//! Subscribe event engine module types.
//!
//! This module contains the [`SubscriptionInput`] type, which represents the
//! aggregated set of channels and channel groups for which real-time updates
//! should be retrieved from the Fanline service.

use crate::subscribe::SubscriptionCursor;

use std::{
    collections::HashSet,
    ops::{Add, AddAssign, Sub, SubAssign},
};

/// Channels and channel groups aggregated for subscription.
///
/// The input is an unordered unique set per name kind. Inputs support union
/// (`+`) and subtraction (`-`), which the subscribe facade uses to compute
/// the subscribables contributed or abandoned by a particular subscription.
#[derive(Clone, Debug, PartialEq)]
pub struct SubscriptionInput {
    /// Optional unique set of channels.
    ///
    /// The list is optional if there is at least one channel group provided.
    channels: Option<HashSet<String>>,

    /// Optional unique set of channel groups.
    channel_groups: Option<HashSet<String>>,
}

impl SubscriptionInput {
    pub fn new(channels: &Option<Vec<String>>, channel_groups: &Option<Vec<String>>) -> Self {
        Self {
            channels: channels
                .as_ref()
                .map(|channels| channels.iter().cloned().collect()),
            channel_groups: channel_groups
                .as_ref()
                .map(|groups| groups.iter().cloned().collect()),
        }
    }

    /// Whether the input contains no channels and no channel groups.
    pub fn is_empty(&self) -> bool {
        let channels_is_empty = self.channels.as_ref().map_or(true, HashSet::is_empty);
        let groups_is_empty = self.channel_groups.as_ref().map_or(true, HashSet::is_empty);

        channels_is_empty && groups_is_empty
    }

    pub fn channels(&self) -> Option<Vec<String>> {
        self.channels
            .as_ref()
            .map(|channels| channels.iter().cloned().collect())
    }

    pub fn channel_groups(&self) -> Option<Vec<String>> {
        self.channel_groups
            .as_ref()
            .map(|groups| groups.iter().cloned().collect())
    }

    pub fn contains_channel(&self, channel: &str) -> bool {
        self.channels
            .as_ref()
            .map_or(false, |channels| channels.contains(channel))
    }

    pub fn contains_channel_group(&self, channel_group: &str) -> bool {
        self.channel_groups
            .as_ref()
            .map_or(false, |groups| groups.contains(channel_group))
    }

    /// Whether the subscribable `name` is part of the input, no matter of
    /// its kind.
    pub fn contains(&self, name: &str) -> bool {
        self.contains_channel(name) || self.contains_channel_group(name)
    }

    fn join_sets(
        lhs: &Option<HashSet<String>>,
        rhs: &Option<HashSet<String>>,
    ) -> Option<HashSet<String>> {
        match (lhs, rhs) {
            (Some(lhs), Some(rhs)) => Some(lhs.union(rhs).cloned().collect()),
            (Some(lhs), None) => Some(lhs.clone()),
            (None, Some(rhs)) => Some(rhs.clone()),
            _ => None,
        }
    }

    fn sub_sets(
        lhs: &Option<HashSet<String>>,
        rhs: &Option<HashSet<String>>,
    ) -> Option<HashSet<String>> {
        match (lhs, rhs) {
            (Some(lhs), Some(rhs)) => Some(lhs - rhs).filter(|diff| !diff.is_empty()),
            (Some(lhs), None) => Some(lhs.clone()),
            _ => None,
        }
    }
}

impl Default for SubscriptionInput {
    fn default() -> Self {
        SubscriptionInput::new(&None, &None)
    }
}

impl Add for SubscriptionInput {
    type Output = Self;

    fn add(self, rhs: Self) -> Self::Output {
        Self {
            channels: Self::join_sets(&self.channels, &rhs.channels),
            channel_groups: Self::join_sets(&self.channel_groups, &rhs.channel_groups),
        }
    }
}

impl AddAssign for SubscriptionInput {
    fn add_assign(&mut self, rhs: Self) {
        self.channels = Self::join_sets(&self.channels, &rhs.channels);
        self.channel_groups = Self::join_sets(&self.channel_groups, &rhs.channel_groups);
    }
}

impl Sub for SubscriptionInput {
    type Output = Self;

    fn sub(self, rhs: Self) -> Self::Output {
        Self {
            channels: Self::sub_sets(&self.channels, &rhs.channels),
            channel_groups: Self::sub_sets(&self.channel_groups, &rhs.channel_groups),
        }
    }
}

impl SubAssign for SubscriptionInput {
    fn sub_assign(&mut self, rhs: Self) {
        self.channels = Self::sub_sets(&self.channels, &rhs.channels);
        self.channel_groups = Self::sub_sets(&self.channel_groups, &rhs.channel_groups);
    }
}

/// Parameters handed to the subscribe effect executor.
#[derive(Clone)]
pub(crate) struct SubscriptionParams<'execution> {
    /// Channels from which real-time updates should be received.
    pub channels: &'execution Option<Vec<String>>,

    /// Channel groups from which real-time updates should be received.
    pub channel_groups: &'execution Option<Vec<String>>,

    /// Time cursor.
    pub cursor: Option<&'execution SubscriptionCursor>,

    /// Whether presence should be announced before the long-poll starts.
    pub send_heartbeat: bool,

    /// Identifier of the effect which requested the call.
    pub effect_id: &'execution str,
}

#[cfg(test)]
mod it_should {
    use super::*;

    fn input(channels: &[&str], groups: &[&str]) -> SubscriptionInput {
        SubscriptionInput::new(
            &(!channels.is_empty()).then(|| channels.iter().map(|c| c.to_string()).collect()),
            &(!groups.is_empty()).then(|| groups.iter().map(|g| g.to_string()).collect()),
        )
    }

    #[test]
    fn create_empty_input() {
        assert!(SubscriptionInput::new(&None, &None).is_empty());
    }

    #[test]
    fn create_input_with_unique_channels() {
        let input = input(&["channel-1", "channel-2", "channel-1"], &[]);

        assert!(!input.is_empty());
        assert_eq!(input.channels().unwrap().len(), 2);
        assert!(input.contains_channel("channel-1"));
        assert!(input.contains_channel("channel-2"));
    }

    #[test]
    fn create_input_with_unique_channel_groups() {
        let input = input(&[], &["group-1", "group-2", "group-2"]);

        assert!(!input.is_empty());
        assert_eq!(input.channel_groups().unwrap().len(), 2);
        assert!(input.contains_channel_group("group-1"));
        assert!(input.contains("group-2"));
    }

    #[test]
    fn join_channels_and_channel_groups() {
        let lhs = input(&["channel-1", "channel-2"], &["group-1"]);
        let rhs = input(&["channel-2", "channel-3"], &["group-2"]);

        let joint = lhs + rhs;

        assert_eq!(joint.channels().unwrap().len(), 3);
        assert_eq!(joint.channel_groups().unwrap().len(), 2);
    }

    #[test]
    fn join_with_empty_input() {
        let joint = SubscriptionInput::default() + input(&["channel-1"], &[]);

        assert!(!joint.is_empty());
        assert_eq!(joint.channels().unwrap(), vec!["channel-1".to_string()]);
        assert!(joint.channel_groups().is_none());
    }

    #[test]
    fn subtract_channels_and_channel_groups() {
        let lhs = input(&["channel-1", "channel-2", "channel-3"], &["group-1", "group-2"]);
        let rhs = input(&["channel-3"], &["group-2"]);

        let diff = lhs - rhs;

        assert_eq!(diff.channels().unwrap().len(), 2);
        assert_eq!(diff.channel_groups().unwrap(), vec!["group-1".to_string()]);
        assert!(!diff.contains_channel("channel-3"));
    }

    #[test]
    fn subtract_whole_input() {
        let lhs = input(&["channel-1"], &["group-1"]);
        let rhs = lhs.clone();

        let diff = lhs - rhs;

        assert!(diff.is_empty());
        assert!(diff.channels().is_none());
        assert!(diff.channel_groups().is_none());
    }

    #[test]
    fn subtract_and_join_round_trip() {
        let base = input(&["channel-1", "channel-2"], &["group-1"]);
        let extra = input(&["channel-3"], &["group-2"]);

        let result = (base.clone() + extra.clone()) - extra;

        assert_eq!(result, base);
    }

    #[test]
    fn mutate_in_place() {
        let mut accumulated = input(&["channel-1"], &[]);
        accumulated += input(&["channel-2"], &["group-1"]);
        assert_eq!(accumulated.channels().unwrap().len(), 2);

        accumulated -= input(&["channel-1", "channel-2"], &[]);
        assert!(accumulated.channels().is_none());
        assert!(accumulated.contains_channel_group("group-1"));
    }
}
* * *
▶ **PROBLEM DETAILS**
Using the data above, extract exactly the lines from the one that holds "assert_eq!(diff.channels().unwrap().len(), 2);" to the one that holds "assert!(diff.is_empty());", both ends included, and no others.

▶ **OUTPUT OF THE TASK**
        assert_eq!(diff.channels().unwrap().len(), 2);
        assert_eq!(diff.channel_groups().unwrap(), vec!["group-1".to_string()]);
        assert!(!diff.contains_channel("channel-3"));
    }

    #[test]
    fn subtract_whole_input() {
        let lhs = input(&["channel-1"], &["group-1"]);
        let rhs = lhs.clone();

        let diff = lhs - rhs;

        assert!(diff.is_empty());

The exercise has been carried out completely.